About this exercise
Scan the records below and copy every line that contains the string "central".

Supplied data
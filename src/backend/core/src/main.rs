//! hubsync central aggregator - main entry point
//!
//! Receives bundles from leaf agents over HTTP and conflates them per
//! (leaf hub, category).

use std::net::SocketAddr;

use clap::Parser;

use hubsync_core::{
    api::{self, AppState},
    config::Config,
    shutdown, telemetry,
};

#[derive(Parser)]
#[command(name = "hubsync-central", version, about = "Central bundle aggregator")]
struct Args {
    /// Configuration file (TOML); environment variables override it
    #[arg(short, long, env = "HUBSYNC_CONFIG")]
    config: Option<String>,
}

#[tokio::main]
async fn main() -> anyhow::Result<()> {
    // Load environment variables
    dotenvy::dotenv().ok();
    let args = Args::parse();

    let config = Config::load_from(args.config.as_deref())?;
    config.validate()?;

    telemetry::init_logging(&config.logging)?;
    telemetry::init_metrics(&config.metrics, "hubsync-central")?;

    tracing::info!(
        version = env!("CARGO_PKG_VERSION"),
        "Starting hubsync central"
    );

    let app = api::build_router(AppState::in_memory());

    let addr: SocketAddr = config.central.bind_addr().parse()?;
    tracing::info!(address = %addr, "Starting HTTP server");

    let listener = tokio::net::TcpListener::bind(addr).await?;

    axum::serve(listener, app)
        .with_graceful_shutdown(shutdown::shutdown_signal())
        .await?;

    tracing::info!("Server shutdown complete");
    Ok(())
}
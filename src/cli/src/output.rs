//! Output formatting utilities for the hubsync CLI.
//!
//! Supports table, JSON, and YAML output formats.

use anyhow::Result;
use clap::ValueEnum;
use colored::*;
use serde::Serialize;
use tabled::{
    settings::{object::Columns, Alignment, Modify, Style},
    Table, Tabled,
};

/// Output format selection.
#[derive(Debug, Clone, Copy, ValueEnum, Default)]
pub enum OutputFormat {
    /// Render as a formatted table
    #[default]
    Table,
    /// Render as JSON
    Json,
    /// Render as YAML
    Yaml,
}

/// Print a success message to stdout.
pub fn print_success(msg: &str) {
    println!("{} {}", "[OK]".green().bold(), msg);
}

/// Print an error message to stderr.
pub fn print_error(msg: &str) {
    eprintln!("{} {}", "[ERROR]".red().bold(), msg);
}

/// Print an informational message to stdout.
pub fn print_info(msg: &str) {
    println!("{} {}", "[INFO]".blue().bold(), msg);
}

/// Print a list of items in the requested format.
///
/// For table output, items must implement `Tabled`. For JSON/YAML, items must
/// implement `Serialize`.
pub fn print_list<T: Tabled + Serialize>(items: &[T], format: OutputFormat) -> Result<()> {
    match format {
        OutputFormat::Table => {
            if items.is_empty() {
                println!("{}", "No bundles tracked yet.".dimmed());
                return Ok(());
            }
            let table = Table::new(items)
                .with(Style::rounded())
                .with(Modify::new(Columns::first()).with(Alignment::left()))
                .to_string();
            println!("{}", table);
        }
        OutputFormat::Json | OutputFormat::Yaml => print_item(&items, format)?,
    }
    Ok(())
}

/// Print a single item in the requested format.
pub fn print_item<T: Serialize>(item: &T, format: OutputFormat) -> Result<()> {
    match format {
        OutputFormat::Table | OutputFormat::Json => {
            println!("{}", serde_json::to_string_pretty(item)?);
        }
        OutputFormat::Yaml => print!("{}", serde_yaml::to_string(item)?),
    }
    Ok(())
}

/// Print key-value details to the terminal (non-JSON/YAML output).
pub fn print_detail(key: &str, value: &str) {
    println!("  {}: {}", key.cyan(), value);
}

/// Print a section header.
pub fn print_header(title: &str) {
    println!();
    println!("{}", title.bold().underline());
    println!();
}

Result
//! hubsync central aggregator - main entry point
#[command(name = "hubsync-central", version, about = "Central bundle aggregator")]
    telemetry::init_metrics(&config.metrics, "hubsync-central")?;
        "Starting hubsync central"
    let addr: SocketAddr = config.central.bind_addr().parse()?;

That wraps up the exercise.